Baliho dan poster alat peraga kampanye (APK) para peserta Pemilu masih marak di Kota Palembang, Sumatera Selatan. Padahal, sejak Minggu (11/2/2024), tahapan Pemilu sudah memasuki masa tenang.
Baliho dan poster milik caleg yang masih bertebaran terlihat di Jalan Letkol Iskandar, Jalan Soekarno Hatta, dan beberapa titik lainnya. Namun, ada juga yang sudah dilakukan penertiban, baik di tempat yang berbayar maupun di lokasi yang tidak berbayar.
"Saat ini tim bersama Bawaslu kabupaten/kota sudah jalan semua melakukan penertiban APK. Paling lambat besok (13/2) atau H-1 sudah selesai dilakukan penertiban," ujar Ketua Bawaslu Sumsel, Kurniawan, Selasa (12/2/2024).

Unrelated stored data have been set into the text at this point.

//! Fee-aware spread arithmetic.
//!
//! Grounded on the teacher's `bog-strategies::fees` module: a round-trip
//! cost in basis points (maker + taker) bounds how tight a market-making
//! spread can go before the strategy guarantees a loss. The teacher
//! expressed this in `u64` fixed-point basis points baked in at compile
//! time by Cargo features; here it is a runtime [`FeeSchedule`] value
//! built from `Decimal`, so an operator can register the same strategy
//! against venues with different fee schedules without a rebuild.

use rust_decimal::Decimal;
use rust_decimal_macros::dec;

/// An exchange's maker/taker fee schedule, in basis points.
#[derive(Debug, Clone, Copy, PartialEq)]
pub struct FeeSchedule {
    pub maker_bps: Decimal,
    pub taker_bps: Decimal,
}

impl Default for FeeSchedule {
    /// Lighter DEX defaults the teacher targeted: maker rounds to 0 from
    /// 0.2bps, taker is 2bps.
    fn default() -> Self {
        Self {
            maker_bps: Decimal::ZERO,
            taker_bps: dec!(2),
        }
    }
}

impl FeeSchedule {
    pub fn round_trip_bps(&self) -> Decimal {
        self.maker_bps + self.taker_bps
    }

    /// Minimum spread (bps) a market maker can quote and still break even:
    /// paying the maker fee to post, the taker fee to exit.
    pub fn min_profitable_spread_bps(&self) -> Decimal {
        self.round_trip_bps()
    }

    pub fn fee_amount(&self, notional: Decimal, bps: Decimal) -> Decimal {
        notional * bps / dec!(10_000)
    }

    /// Symmetric bid/ask around `mid` for a total spread of `spread_bps`.
    pub fn quotes(&self, mid: Decimal, spread_bps: Decimal) -> (Decimal, Decimal) {
        let half = mid * spread_bps / dec!(20_000);
        (mid - half, mid + half)
    }
}

#[cfg(test)]
mod tests {
    use super::*;

    #[test]
    fn default_is_lighter_schedule() {
        let fees = FeeSchedule::default();
        assert_eq!(fees.round_trip_bps(), dec!(2));
        assert_eq!(fees.min_profitable_spread_bps(), dec!(2));
    }

    #[test]
    fn fee_amount_scales_with_notional() {
        let fees = FeeSchedule::default();
        let fee = fees.fee_amount(dec!(50_000), dec!(2));
        assert_eq!(fee, dec!(10));
    }

    #[test]
    fn quotes_are_symmetric_around_mid() {
        let fees = FeeSchedule::default();
        let (bid, ask) = fees.quotes(dec!(50_000), dec!(10));
        assert_eq!(bid, dec!(49987.5));
        assert_eq!(ask, dec!(50012.5));
        assert_eq!(ask - bid, dec!(25));
    }
}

SCROLL TO CONTINUE WITH CONTENT
Pihaknya, juga masih menunggu laporan terkait jumlah APK yang ditertibkan dari Bawaslu kabupaten/kota di Sumsel. Namun, diperkirakan jumlahnya cukup banyak. Sebab, belum ada informasi terkait tim kampanye yang melepas APK-nya sendiri.
"Laporannya berapa banyak belum kita terima dari Bawaslu kabupaten/kota. Termasuk informasi soal tim kampanye yang melepaskan APK-nya sendiri, belum ada," ungkapnya.

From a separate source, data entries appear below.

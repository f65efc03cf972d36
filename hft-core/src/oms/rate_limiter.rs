//! Per-strategy order-rate limiting.
//!
//! Adapted from the teacher's `risk::rate_limiter::RateLimiter`: same token
//! bucket, same fixed-point token count (`tokens * 1000`) so fractional
//! refill rates don't need floats in the hot path, same CAS-loop `allow_n`.
//! The teacher's limiter is a single global instance; §4.2 requires the
//! limit to apply per strategy, so this wraps one bucket per strategy id
//! behind a `DashMap`, created lazily on first use.

use dashmap::DashMap;
use parking_lot::Mutex;
use std::sync::atomic::{AtomicU64, Ordering};
use std::sync::Arc;
use std::time::{Duration, Instant};

#[derive(Debug, Clone, Copy)]
struct BucketConfig {
    burst_capacity: u64,
    refill_rate: f64,
    refill_interval: Duration,
}

struct Bucket {
    config: BucketConfig,
    tokens: AtomicU64,
    last_refill: Mutex<Instant>,
}

impl Bucket {
    fn new(config: BucketConfig) -> Self {
        Self {
            tokens: AtomicU64::new(config.burst_capacity * 1000),
            last_refill: Mutex::new(Instant::now()),
            config,
        }
    }

    fn allow(&self) -> bool {
        self.refill();
        let needed = 1000u64;
        let mut current = self.tokens.load(Ordering::Acquire);
        loop {
            if current < needed {
                return false;
            }
            match self.tokens.compare_exchange_weak(
                current,
                current - needed,
                Ordering::AcqRel,
                Ordering::Acquire,
            ) {
                Ok(_) => return true,
                Err(actual) => current = actual,
            }
        }
    }

    fn refill(&self) {
        let mut last_refill = self.last_refill.lock();
        let now = Instant::now();
        let elapsed = now.duration_since(*last_refill);
        if elapsed < self.config.refill_interval {
            return;
        }

        let intervals = elapsed.as_secs_f64() / self.config.refill_interval.as_secs_f64();
        let tokens_to_add = (self.config.refill_rate * intervals * 1000.0) as u64;
        if tokens_to_add > 0 {
            let max_tokens = self.config.burst_capacity * 1000;
            let current = self.tokens.load(Ordering::Acquire);
            self.tokens
                .store((current + tokens_to_add).min(max_tokens), Ordering::Release);
            *last_refill = now;
        }
    }

    fn available_tokens(&self) -> u64 {
        self.tokens.load(Ordering::Acquire) / 1000
    }
}

/// One token bucket per strategy id, all sharing the same rate/burst limit.
pub struct PerStrategyRateLimiter {
    max_orders_per_second: u64,
    buckets: DashMap<String, Arc<Bucket>>,
}

impl PerStrategyRateLimiter {
    pub fn new(max_orders_per_second: u64) -> Self {
        Self {
            max_orders_per_second,
            buckets: DashMap::new(),
        }
    }

    fn bucket_for(&self, strategy_id: &str) -> Arc<Bucket> {
        self.buckets
            .entry(strategy_id.to_string())
            .or_insert_with(|| {
                Arc::new(Bucket::new(BucketConfig {
                    burst_capacity: self.max_orders_per_second,
                    refill_rate: self.max_orders_per_second as f64,
                    refill_interval: Duration::from_secs(1),
                }))
            })
            .clone()
    }

    /// Consumes one token for `strategy_id`, creating its bucket on first
    /// use. Returns `false` if the strategy has exceeded its rate.
    pub fn allow(&self, strategy_id: &str) -> bool {
        self.bucket_for(strategy_id).allow()
    }

    pub fn available_tokens(&self, strategy_id: &str) -> u64 {
        self.bucket_for(strategy_id).available_tokens()
    }
}

#[cfg(test)]
mod tests {
    use super::*;

    #[test]
    fn allows_burst_then_throttles() {
        let limiter = PerStrategyRateLimiter::new(3);
        assert!(limiter.allow("s1"));
        assert!(limiter.allow("s1"));
        assert!(limiter.allow("s1"));
        assert!(!limiter.allow("s1"));
    }

    #[test]
    fn strategies_are_independent() {
        let limiter = PerStrategyRateLimiter::new(1);
        assert!(limiter.allow("s1"));
        assert!(!limiter.allow("s1"));
        assert!(limiter.allow("s2"));
    }

    #[test]
    fn refills_after_interval() {
        let limiter = PerStrategyRateLimiter::new(100);
        // exhaust a tiny bucket by forcing strategy id reuse is awkward with
        // a 100/s burst, so just check tokens are available initially.
        assert!(limiter.allow("s1"));
        assert!(limiter.available_tokens("s1") <= 99);
    }
}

Ia berharap, tim kampanye para Capres-Cawapres dan Caleg bisa melepas secara mandiri baliho dan poster yang mereka pasangkan. Sebab, personel yang terbatas membuat pelepasannya membutuhkan waktu.
Katanya, APK yang sudah ditertibkan akan diletakkan di kantor Bawaslu. Pihaknya juga akan melakukan pendataan terhadap APK yang tidak dilepas mandiri. Setelahnya, APK itu akan dimusnahkan.

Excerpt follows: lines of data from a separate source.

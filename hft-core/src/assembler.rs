//! Wires Feeds, Engine, Risk, and OMS together behind typed channels and
//! owns the cooperative shutdown sequence (§5, §9).
//!
//! This is the one place in the crate that holds references to more than
//! one component — everywhere else, Engine has no dependency on OMS or
//! Risk, and OMS has no dependency on Risk. The bridging tasks here are
//! the sole crossing points, matching §9's "every link between components
//! is a typed, bounded channel" design note.

use crate::config::HftConfig;
use crate::engine::strategy::Strategy;
use crate::engine::Engine;
use crate::error::{CancelOrderError, InvalidState, PlaceOrderError};
use crate::feeds::connector::VenueConnector;
use crate::feeds::Feeds;
use crate::monitoring::{Alert, AlertSeverity, AlertSink, LoggingAlertSink, MetricsRegistry};
use crate::oms::venue::ExecutionVenue;
use crate::oms::Oms;
use crate::risk::Risk;
use crate::types::{Order, OrderStatus, OrderType, Position, RiskAction, RiskSeverity, Signal, StrategySummary, TimeInForce};
use parking_lot::Mutex;
use rust_decimal::Decimal;
use std::sync::Arc;
use tokio::task::JoinHandle;
use tracing::{info, warn};

fn signal_to_order(signal: &Signal) -> Order {
    Order {
        id: String::new(),
        client_order_id: String::new(),
        strategy_id: signal.strategy_id.clone(),
        symbol: signal.symbol.clone(),
        exchange: signal.exchange.clone(),
        side: signal.side,
        order_type: OrderType::Limit,
        qty: signal.qty,
        price: Some(signal.price),
        stop_price: None,
        tif: TimeInForce::GTC,
        status: OrderStatus::New,
        filled_qty: Decimal::ZERO,
        avg_fill_px: None,
        created_ts: signal.ts,
        updated_ts: signal.ts,
    }
}

/// Owns one instance each of Feeds, Engine, Risk, and OMS, plus the
/// bridging tasks that move events between them.
pub struct Assembler {
    feeds: Arc<Feeds>,
    engine: Arc<Engine>,
    risk: Arc<Risk>,
    oms: Arc<Oms>,
    metrics: MetricsRegistry,
    alerts: Arc<dyn AlertSink>,
    bridge_tasks: Mutex<Vec<JoinHandle<()>>>,
}

impl Assembler {
    pub async fn new(config: HftConfig, venue: Box<dyn ExecutionVenue>) -> anyhow::Result<Arc<Self>> {
        config.validate()?;
        let metrics = MetricsRegistry::new()?;
        let alerts: Arc<dyn AlertSink> = Arc::new(LoggingAlertSink);

        let feeds = Arc::new(Feeds::new(config.feeds.clone(), metrics.feeds.clone(), alerts.clone()));
        let engine = Arc::new(Engine::new(config.engine.clone(), metrics.engine.clone(), alerts.clone()));
        let risk = Risk::new(config.risk.clone(), metrics.risk.clone(), alerts.clone());
        let oms = Oms::new(config.oms.clone(), metrics.oms.clone(), alerts.clone(), venue);

        let assembler = Arc::new(Self {
            feeds,
            engine,
            risk,
            oms,
            metrics,
            alerts,
            bridge_tasks: Mutex::new(Vec::new()),
        });

        assembler.clone().spawn_bridges().await;
        info!("assembler: wiring complete");
        Ok(assembler)
    }

    async fn spawn_bridges(self: Arc<Self>) {
        let mut tasks = Vec::new();

        {
            let mut ticks = self.feeds.subscribe_ticks(Vec::new());
            let engine = self.engine.clone();
            let risk = self.risk.clone();
            tasks.push(tokio::spawn(async move {
                while let Some(tick) = ticks.recv().await {
                    risk.on_tick(&tick);
                    engine.ingest_tick(&tick);
                }
            }));
        }

        {
            let mut books = self.feeds.subscribe_orderbook(Vec::new());
            let engine = self.engine.clone();
            tasks.push(tokio::spawn(async move {
                while let Some(book) = books.recv().await {
                    engine.ingest_order_book(&book);
                }
            }));
        }

        {
            let mut signals = self.engine.signal_channel().await;
            let risk = self.risk.clone();
            let oms = self.oms.clone();
            let engine = self.engine.clone();
            tasks.push(tokio::spawn(async move {
                while let Some(mut signal) = signals.recv().await {
                    let order = signal_to_order(&signal);
                    match risk.validate_order(&order) {
                        Ok(()) => {
                            signal.executed = true;
                            match oms.place_order(order).await {
                                Ok(placed) => {
                                    info!(order_id = %placed.id, strategy_id = %signal.strategy_id, "assembler: signal executed");
                                    engine.publish_ack(signal);
                                }
                                Err(err) => {
                                    warn!(strategy_id = %signal.strategy_id, error = %err, "assembler: place_order failed");
                                }
                            }
                        }
                        Err(violation) => {
                            warn!(strategy_id = %signal.strategy_id, error = %violation, "assembler: signal blocked by risk");
                        }
                    }
                }
            }));
        }

        {
            let mut updates = self.oms.order_update_channel().await;
            let engine = self.engine.clone();
            tasks.push(tokio::spawn(async move {
                while let Some(order) = updates.recv().await {
                    engine.ingest_order_update(&order);
                }
            }));
        }

        {
            let mut fills = self.oms.fill_channel().await;
            let engine = self.engine.clone();
            let risk = self.risk.clone();
            tasks.push(tokio::spawn(async move {
                while let Some(fill) = fills.recv().await {
                    risk.on_fill(&fill);
                    engine.ingest_fill(&fill);
                }
            }));
        }

        {
            let mut events = self.risk.risk_event_channel().await;
            let engine = self.engine.clone();
            let risk = self.risk.clone();
            let alerts = self.alerts.clone();
            tasks.push(tokio::spawn(async move {
                while let Some(event) = events.recv().await {
                    if event.severity == RiskSeverity::Critical {
                        alerts.emit(
                            Alert::new(AlertSeverity::Critical, event.description.clone())
                                .with_detail("strategy_id", event.strategy_id.clone().unwrap_or_default()),
                        );
                    }
                    if let (RiskAction::StopStrategy, Some(strategy_id)) = (event.action, &event.strategy_id) {
                        risk.set_strategy_running(strategy_id, false);
                        if let Err(err) = engine.stop_strategy(strategy_id) {
                            warn!(strategy_id = %strategy_id, error = %err, "assembler: failed to stop strategy after critical risk event");
                        }
                    }
                }
            }));
        }

        *self.bridge_tasks.lock() = tasks;
    }

    pub async fn spawn_venue(&self, connector: impl VenueConnector + 'static) {
        self.feeds.spawn_venue(connector).await;
    }

    pub fn register_strategy(&self, strategy: Box<dyn Strategy>) -> Result<(), InvalidState> {
        self.engine.register_strategy(strategy)
    }

    pub fn start_strategy(&self, id: &str) -> Result<(), InvalidState> {
        self.engine.start_strategy(id)?;
        self.risk.set_strategy_running(id, true);
        Ok(())
    }

    pub fn stop_strategy(&self, id: &str) -> Result<(), InvalidState> {
        self.engine.stop_strategy(id)?;
        self.risk.set_strategy_running(id, false);
        Ok(())
    }

    pub fn reset_strategy(&self, id: &str) -> Result<(), InvalidState> {
        self.engine.reset_strategy(id)
    }

    pub fn get_strategy_summaries(&self) -> Vec<StrategySummary> {
        self.engine.get_strategy_summaries()
    }

    /// Consumes the acknowledgement channel: every signal the assembler
    /// actually handed to OMS, with `executed=true` (§9.1). Panics if
    /// called more than once — same single-consumer contract as Engine's
    /// other channels.
    pub async fn signal_ack_channel(&self) -> crate::channel::DropOldestReceiver<Signal> {
        self.engine.signal_ack_channel().await
    }

    /// Places an order intent directly (the `POST /hft/orders` path), going
    /// through the same risk gate as strategy-emitted signals.
    pub async fn place_order(&self, order: Order) -> Result<Order, PlaceOrderError> {
        self.risk.validate_order(&order).map_err(PlaceOrderError::Risk)?;
        self.oms.place_order(order).await
    }

    pub async fn cancel_order(&self, order_id: &str) -> Result<(), CancelOrderError> {
        self.oms.cancel_order(order_id).await
    }

    pub fn get_active_orders(&self, strategy_id: &str) -> Vec<Order> {
        self.oms.get_active_orders(strategy_id)
    }

    pub fn get_all_positions(&self, strategy_id: &str) -> Vec<Position> {
        self.oms.get_all_positions(strategy_id)
    }

    /// `GET /hft/status`'s `services.feeds` field: false if any venue has
    /// gone quiet past `FeedsConfig::liveness_window`.
    pub fn feeds_healthy(&self) -> bool {
        self.feeds.health()
    }

    pub fn metrics(&self) -> &MetricsRegistry {
        &self.metrics
    }

    /// Cooperative shutdown in reverse dependency order (§5): Risk, Engine,
    /// OMS, Feeds. Each component stops producing/accepting new work before
    /// the next is torn down, then the bridging tasks are aborted.
    pub async fn shutdown(&self) {
        info!("assembler: shutdown sequence starting");
        self.risk.shutdown();
        self.engine.shutdown();
        self.oms.shutdown();
        self.feeds.shutdown().await;
        for task in self.bridge_tasks.lock().drain(..) {
            task.abort();
        }
        info!("assembler: shutdown complete");
    }
}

"Itu (jika tidak melepas APK mandiri) prosedur administrasi, biasanya penertiban kembali lagi ke Bawaslu dan tim. APK yang sudah dilepas akan diletakkan di kantor Bawaslu," ungkapnya.
Menghadapi masa tenang, sesuai Pasal 1 ayat 36 UU 7/2017 tentang Pemilu, waktu tersebut tidak bisa lagi digunakan untuk aktivitas kampanye.
Beberapa hal dilarang untuk dilakukan, seperti menyosialisasikan diri untuk memilih, menjanjikan atau memberi imbalan kepada pemilih dan kegiatan kampanye lainnya. Pihak yang melanggar terancam hukuman 4 tahun penjara dan denda puluhan juta rupiah.
Dalam aturan lainnya, lembaga survei juga dilarang mem-publish hasil jajak pendapatnya. Pelanggaranya diancam hukuman pidana penjara 1 tahun dan denda belasan juta rupiah.